Al via la Settimana del Benessere promossa dall’Ordine degli Psicologi della Campania che promuovono alleanza fra cittadini e istituzioni

NAPOLI –  Un’idea di sicurezza delle città che passi attraverso un nuovo modello di welfare, che garantisca i servizi essenziali e favorisca la conciliazione dei tempi del lavoro con quelli della vita familiare, permettendo ai cittadini di vivere appieno i contesti e renderli presidi di legalita’. E’ la sfida che l’Ordine degli Psicologi della Campania lancia alle istituzioni e agli abitanti del territorio con la Settimana del benessere psicologico, in programma da oggi al 15 novembre e organizzata per il sesto anno consecutivo in collaborazione con l’Anci.

I dati testimoniano la centralità dell’argomento, soprattutto per le donne: l’Ente previdenziale degli psicologi (Enpap) evidenzia come, dopo il primo figlio, le iscritte abbiano mediamente un abbassamento del reddito che non riescono a recuperare nel corso della carriera e dopo il secondo si registra un avere propria espulsione dal mondo del lavoro. Allargando lo sguardo a tutte le professioni, l’Istat fa notare che la mancanza di servizi di supporto rappresenta un ostacolo per il lavoro a tempo pieno di 204 mila donne occupate part-time (il 14,3%) e per l’ingresso nel mercato del lavoro di 489 mila donne non occupate (l’11,6%).
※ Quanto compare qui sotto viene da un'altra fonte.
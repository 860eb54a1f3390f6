// Countdown - 残りワーカー数の同期カウンター

use std::sync::atomic::{AtomicUsize, Ordering};
use std::sync::Arc;
use tokio::sync::Notify;

/// 残りワーカー数のカウントダウンバリア
///
/// 各ワーカーは`guard()`を1つ保持し、終了時（パニック時を含む）に
/// 1回だけ減算される。1→0の遷移で待機者全員を起こす。
#[derive(Debug, Clone)]
pub struct WorkerCountdown {
    inner: Arc<Inner>,
}

#[derive(Debug)]
struct Inner {
    remaining: AtomicUsize,
    notify: Notify,
}

impl WorkerCountdown {
    pub fn new(count: usize) -> Self {
        Self {
            inner: Arc::new(Inner {
                remaining: AtomicUsize::new(count),
                notify: Notify::new(),
            }),
        }
    }

    pub fn remaining(&self) -> usize {
        self.inner.remaining.load(Ordering::Acquire)
    }

    /// ワーカー1つ分の減算ガードを発行
    pub fn guard(&self) -> CountdownGuard {
        CountdownGuard {
            countdown: self.clone(),
        }
    }

    fn decrement(&self) {
        let previous = self
            .inner
            .remaining
            .fetch_update(Ordering::AcqRel, Ordering::Acquire, |n| n.checked_sub(1));

        if previous == Ok(1) {
            self.inner.notify.notify_waiters();
        }
    }

    /// カウントが0になるまで待機
    pub async fn wait_zero(&self) {
        loop {
            let notified = self.inner.notify.notified();
            tokio::pin!(notified);
            // 通知の取りこぼしを防ぐため、確認前に登録しておく
            notified.as_mut().enable();

            if self.remaining() == 0 {
                return;
            }
            notified.await;
        }
    }
}

/// ドロップ時にカウントを1減らすガード
#[derive(Debug)]
pub struct CountdownGuard {
    countdown: WorkerCountdown,
}

impl Drop for CountdownGuard {
    fn drop(&mut self) {
        self.countdown.decrement();
    }
}
// JobQueue - 投入側とワーカー間の有界受け渡しキュー

use crate::core::{Job, JobId, PoolError, PoolResult};
use std::sync::atomic::{AtomicUsize, Ordering};
use std::sync::{Arc, Mutex, PoisonError};
use tokio::sync::{mpsc, oneshot};
use tokio_util::sync::CancellationToken;

/// キュー内のジョブと、同期受け渡し時の受領通知
#[derive(Debug)]
pub struct Envelope<I> {
    job: Job<I>,
    handoff: Option<Handoff>,
}

/// 同期受け渡しの受領通知。受領した時点で受付数に加算する
#[derive(Debug)]
struct Handoff {
    ack: oneshot::Sender<()>,
    accepted: Arc<AtomicUsize>,
}

impl<I> Envelope<I> {
    pub fn job_id(&self) -> JobId {
        self.job.id
    }

    /// ワーカーが実行を確定したときに呼ぶ。投入側の待機を解除する
    ///
    /// 投入側が受け渡しを取り下げていた場合は`None`。このジョブは実行しない。
    pub fn claim(self) -> Option<Job<I>> {
        let Some(Handoff { ack, accepted }) = self.handoff else {
            return Some(self.job);
        };

        // 投入側が成功を観測する前に数える
        accepted.fetch_add(1, Ordering::AcqRel);
        if ack.send(()).is_err() {
            accepted.fetch_sub(1, Ordering::AcqRel);
            return None;
        }
        Some(self.job)
    }
}

/// 送信が確定するまで`pending`を仮加算しておく
///
/// 確定前にドロップされた場合（エラー、または投入Futureの破棄）は元に戻す。
struct PendingSlot<'a> {
    pending: &'a AtomicUsize,
    committed: bool,
}

impl<'a> PendingSlot<'a> {
    fn reserve(pending: &'a AtomicUsize) -> Self {
        pending.fetch_add(1, Ordering::AcqRel);
        Self {
            pending,
            committed: false,
        }
    }

    fn commit(mut self) {
        self.committed = true;
    }
}

impl Drop for PendingSlot<'_> {
    fn drop(&mut self) {
        if !self.committed {
            self.pending.fetch_sub(1, Ordering::AcqRel);
        }
    }
}

/// 有界FIFOキュー
///
/// `capacity > 0`: 満杯なら投入側が待機する（バックプレッシャー）。
/// `capacity = 0`: ワーカーが受け取るまで投入側が待機する。
///
/// 受付数はキューに入った時点（同期受け渡しではワーカーの受領時点）で
/// 加算する。途中で破棄された投入は数えない。
pub struct JobQueue<I> {
    sender: Mutex<Option<mpsc::Sender<Envelope<I>>>>,
    receiver: JobReceiver<I>,
    accepted: Arc<AtomicUsize>,
    capacity: usize,
    cancel: CancellationToken,
}

impl<I: Send + 'static> JobQueue<I> {
    pub fn new(capacity: usize, cancel: CancellationToken) -> Self {
        // tokioのチャンネルは容量0を扱えないため、同期受け渡しは容量1+受領通知で表現する
        let (tx, rx) = mpsc::channel(capacity.max(1));
        Self {
            sender: Mutex::new(Some(tx)),
            receiver: JobReceiver {
                inner: Arc::new(tokio::sync::Mutex::new(rx)),
                pending: Arc::new(AtomicUsize::new(0)),
            },
            accepted: Arc::new(AtomicUsize::new(0)),
            capacity,
            cancel,
        }
    }

    fn sender(&self) -> PoolResult<mpsc::Sender<Envelope<I>>> {
        self.sender
            .lock()
            .unwrap_or_else(PoisonError::into_inner)
            .clone()
            .ok_or(PoolError::QueueClosed)
    }

    /// ジョブを投入
    ///
    /// キューが閉じていれば即座に`QueueClosed`。満杯で待機中に
    /// キャンセルされた場合も`QueueClosed`を返す。
    pub async fn submit(&self, job: Job<I>) -> PoolResult<()> {
        if self.cancel.is_cancelled() {
            return Err(PoolError::QueueClosed);
        }
        let sender = self.sender()?;

        let (envelope, ack) = self.wrap(job);

        // ワーカーが先に受信しても負にならないよう、送信前に仮加算する
        let slot = PendingSlot::reserve(&self.receiver.pending);
        tokio::select! {
            biased;
            _ = self.cancel.cancelled() => return Err(PoolError::QueueClosed),
            sent = sender.send(envelope) => sent.map_err(|_| PoolError::QueueClosed)?,
        }
        slot.commit();
        // close()がチャンネルを閉じられるよう、受領待ちの前に手放す
        drop(sender);

        let Some(mut ack) = ack else {
            self.accepted.fetch_add(1, Ordering::AcqRel);
            return Ok(());
        };

        // 受付数はワーカーがclaim()で加算する
        tokio::select! {
            biased;
            claimed = &mut ack => claimed.map_err(|_| PoolError::QueueClosed)?,
            _ = self.cancel.cancelled() => {
                // 受け渡しを取り下げる。既に受領済みなら成功扱い
                ack.close();
                ack.try_recv().map_err(|_| PoolError::QueueClosed)?;
            }
        }

        Ok(())
    }

    /// 待機せずに投入
    ///
    /// 同期受け渡しモードでは受け渡し枠が空いていれば受け付け、
    /// ワーカーの受領は待たない。
    pub fn try_submit(&self, job: Job<I>) -> PoolResult<()> {
        if self.cancel.is_cancelled() {
            return Err(PoolError::QueueClosed);
        }
        let sender = self.sender()?;

        let envelope = Envelope { job, handoff: None };
        let slot = PendingSlot::reserve(&self.receiver.pending);
        sender.try_send(envelope).map_err(|error| match error {
            mpsc::error::TrySendError::Full(_) => PoolError::QueueFull {
                capacity: self.capacity,
            },
            mpsc::error::TrySendError::Closed(_) => PoolError::QueueClosed,
        })?;
        slot.commit();

        self.accepted.fetch_add(1, Ordering::AcqRel);
        Ok(())
    }

    fn wrap(&self, job: Job<I>) -> (Envelope<I>, Option<oneshot::Receiver<()>>) {
        if self.capacity == 0 {
            let (tx, rx) = oneshot::channel();
            let handoff = Handoff {
                ack: tx,
                accepted: Arc::clone(&self.accepted),
            };
            (
                Envelope {
                    job,
                    handoff: Some(handoff),
                },
                Some(rx),
            )
        } else {
            (Envelope { job, handoff: None }, None)
        }
    }

    /// 投入終了を通知（冪等）
    ///
    /// 戻り値は今回の呼び出しで閉じたかどうか。
    pub fn close(&self) -> bool {
        self.sender
            .lock()
            .unwrap_or_else(PoisonError::into_inner)
            .take()
            .is_some()
    }

    pub fn is_closed(&self) -> bool {
        self.sender
            .lock()
            .unwrap_or_else(PoisonError::into_inner)
            .is_none()
    }

    pub fn capacity(&self) -> usize {
        self.capacity
    }

    /// 未取得のジョブ数
    pub fn len(&self) -> usize {
        self.receiver.pending()
    }

    pub fn is_empty(&self) -> bool {
        self.len() == 0
    }

    /// 受け付けたジョブの累計
    pub fn accepted(&self) -> usize {
        self.accepted.load(Ordering::Acquire)
    }

    /// 集計用に受付数カウンターを共有する
    pub(crate) fn accepted_counter(&self) -> Arc<AtomicUsize> {
        Arc::clone(&self.accepted)
    }

    /// ワーカー用の受信ハンドル
    pub fn receiver(&self) -> JobReceiver<I> {
        self.receiver.clone()
    }
}

/// ワーカー間で共有する受信側
///
/// 最初に準備のできたワーカーが次のジョブを取得する。
pub struct JobReceiver<I> {
    inner: Arc<tokio::sync::Mutex<mpsc::Receiver<Envelope<I>>>>,
    pending: Arc<AtomicUsize>,
}

impl<I> Clone for JobReceiver<I> {
    fn clone(&self) -> Self {
        Self {
            inner: Arc::clone(&self.inner),
            pending: Arc::clone(&self.pending),
        }
    }
}

impl<I> JobReceiver<I> {
    /// 次のジョブを取得。キューが閉じられ空になったら`None`
    pub async fn next(&self) -> Option<Envelope<I>> {
        let envelope = self.inner.lock().await.recv().await?;
        self.pending.fetch_sub(1, Ordering::AcqRel);
        Some(envelope)
    }

    pub fn pending(&self) -> usize {
        self.pending.load(Ordering::Acquire)
    }

    /// 未取得のジョブを全て破棄する（キャンセル後の後始末）
    pub async fn discard_pending(&self) -> usize {
        let mut rx = self.inner.lock().await;
        rx.close();

        let mut discarded = 0;
        while let Ok(envelope) = rx.try_recv() {
            tracing::trace!(job_id = %envelope.job_id(), "discarding unclaimed job");
            discarded += 1;
        }
        self.pending.fetch_sub(discarded, Ordering::AcqRel);
        discarded
    }
}
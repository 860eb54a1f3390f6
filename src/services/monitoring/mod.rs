// 進捗監視機能
// ワーカー起動、ジョブ失敗、進捗、停止の報告

pub mod implementations;

// 公開API
pub use implementations::{LogProgressReporter, NoOpProgressReporter};
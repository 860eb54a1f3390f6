use anyhow::Result;
use clap::Parser;
use tracing_subscriber::EnvFilter;
use worker_pool::cli::{execute_config, execute_run, Cli, Commands};

#[tokio::main]
async fn main() -> Result<()> {
    let cli = Cli::parse();

    // RUST_LOGが設定されていれば優先、なければ--log-level
    let filter = EnvFilter::try_from_default_env()
        .unwrap_or_else(|_| EnvFilter::new(cli.log_level.as_str()));
    tracing_subscriber::fmt()
        .with_env_filter(filter)
        .with_target(false)
        .with_thread_ids(true)
        .init();

    match cli.command {
        Commands::Run(args) => execute_run(args).await,
        Commands::Config(args) => execute_config(args),
    }
}
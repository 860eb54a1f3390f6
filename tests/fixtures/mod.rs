// テストユーティリティ
// 統合テストで共有する作業関数と設定ヘルパー

#![allow(dead_code)]

use std::sync::atomic::{AtomicUsize, Ordering};
use std::sync::Arc;
use std::time::Duration;
use tokio_util::sync::CancellationToken;
use worker_pool::{handler_fn, Job, JobHandler, PoolConfig};

/// ワーカー数とキュー容量を指定した設定
pub fn pool_config(workers: usize, capacity: usize) -> PoolConfig {
    PoolConfig::new(1)
        .with_workers(workers)
        .with_queue_capacity(capacity)
}

/// ペイロードを2倍にする
pub fn doubling_handler() -> impl JobHandler<Input = u64, Output = u64> {
    handler_fn(|job: Job<u64>, _cancel: CancellationToken| async move {
        Ok::<u64, anyhow::Error>(job.payload * 2)
    })
}

/// 常に失敗する
pub fn failing_handler() -> impl JobHandler<Input = u64, Output = u64> {
    handler_fn(|job: Job<u64>, _cancel: CancellationToken| async move {
        Err::<u64, anyhow::Error>(anyhow::anyhow!("payload {} rejected", job.payload))
    })
}

/// キャンセルを無視して`delay`だけ眠る
pub fn sleeping_handler(delay: Duration) -> impl JobHandler<Input = u64, Output = u64> {
    handler_fn(move |job: Job<u64>, _cancel: CancellationToken| async move {
        tokio::time::sleep(delay).await;
        Ok::<u64, anyhow::Error>(job.payload)
    })
}

/// `delay`だけ待機するが、キャンセルされたら即座に失敗する
pub fn cancellable_handler(delay: Duration) -> impl JobHandler<Input = u64, Output = u64> {
    handler_fn(move |job: Job<u64>, cancel: CancellationToken| async move {
        tokio::select! {
            _ = cancel.cancelled() => Err(anyhow::anyhow!("cancelled")),
            _ = tokio::time::sleep(delay) => Ok::<u64, anyhow::Error>(job.payload),
        }
    })
}

/// 指定したペイロードでパニックする
pub fn panicking_handler(panic_on: u64) -> impl JobHandler<Input = u64, Output = u64> {
    handler_fn(move |job: Job<u64>, _cancel: CancellationToken| async move {
        if job.payload == panic_on {
            panic!("payload {panic_on} is cursed");
        }
        Ok::<u64, anyhow::Error>(job.payload)
    })
}

/// 実行回数を数える
pub fn counting_handler(
    counter: Arc<AtomicUsize>,
    delay: Duration,
) -> impl JobHandler<Input = u64, Output = u64> {
    handler_fn(move |job: Job<u64>, _cancel: CancellationToken| {
        let counter = Arc::clone(&counter);
        async move {
            counter.fetch_add(1, Ordering::SeqCst);
            tokio::time::sleep(delay).await;
            Ok::<u64, anyhow::Error>(job.payload)
        }
    })
}
// 高レベル公開API
// WorkerPoolを簡単に使用できるようにするための便利な関数

use super::WorkerPool;
use crate::{
    core::{JobHandler, JobResult, PoolResult, PoolSummary, ProgressReporter},
    services::{config::PoolConfig, monitoring::NoOpProgressReporter},
};

/// プールを作成して起動する
///
/// 返されたプールは`Running`状態で、すぐにジョブを投入できる。
pub fn create_pool<H>(config: PoolConfig, handler: H) -> PoolResult<WorkerPool<H>>
where
    H: JobHandler + 'static,
{
    create_pool_with_reporter(config, handler, NoOpProgressReporter::new())
}

/// レポーター付きでプールを作成して起動する
pub fn create_pool_with_reporter<H, R>(
    config: PoolConfig,
    handler: H,
    reporter: R,
) -> PoolResult<WorkerPool<H, R>>
where
    H: JobHandler + 'static,
    R: ProgressReporter + 'static,
{
    let pool = WorkerPool::with_reporter(config, handler, reporter)?;
    pool.start()?;
    Ok(pool)
}

/// 全ペイロードを処理し、結果と集計を返す
///
/// 投入、クローズ、全結果の収集までを1回の呼び出しで行う。
/// 結果の順序は保証されない。
pub async fn run_to_completion<H, I>(
    config: PoolConfig,
    handler: H,
    payloads: I,
) -> PoolResult<(Vec<JobResult<H::Output>>, PoolSummary)>
where
    H: JobHandler + 'static,
    I: IntoIterator<Item = H::Input>,
{
    let pool = create_pool(config, handler)?;
    let results = pool.collect()?;

    for payload in payloads {
        pool.submit(payload).await?;
    }
    pool.close();

    let results = results.drain().await;
    let summary = pool.wait().await?;
    Ok((results, summary))
}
Tra le madri di età compresa tra 25 e 54 anni, infine, la quota di occupate è pari al 55,5%, mentre tra i padri raggiunge il 90,6% e risultano inattive il 36% delle donne con un figlio, il 41,5% di quelle con due figli e il 62,0% delle donne con tre figli o più.

Per accendere i riflettori su questa situazione, che vede il Sud ancora più indietro rispetto alla media nazionale, l’Ordine campano intende costruire un’‘alleanza’ con le istituzioni e con i cittadini, attraverso centinaia di incontri che si svolgeranno nei circa 200 comuni della Campania che hanno scelto di diventare ‘Città amiche del benessere’.

La Settimana del benessere si è aperta con l’incontro dal titolo ‘Gli psicologi e le città’, che si è svolto all’Hotel Mediterraneo di Napoli ed è stato un primo momento di confronto tra i professionisti campani, le istituzioni e i cittadini.

 

“Ci interroghiamo sul tema della sicurezza nelle città, con l’idea che delle città partecipate, dove è possibile viverne appieno l’aspetto politico, civile e sociale, siano più sicure – ha spiegato il presidente dell’Ordine degli Psicologi della Campania, Antonella Bozzaotra  – Affinchè questo sia possibile, è necessario che siano offerti dei servizi ai cittadini, che consentano loro di partecipare a tutte le iniziative”.

 

“La psicologia  – ha fatto notare il presidente nazionale dell’Ordine degli Psicologi, Fulvio Giardina – analizza e sviluppa tutte le doti che rendono fattibile la buona convivenza, per cui il benessere dev’essere l’obiettivo strategico al quale lo psicologo deve tendere”.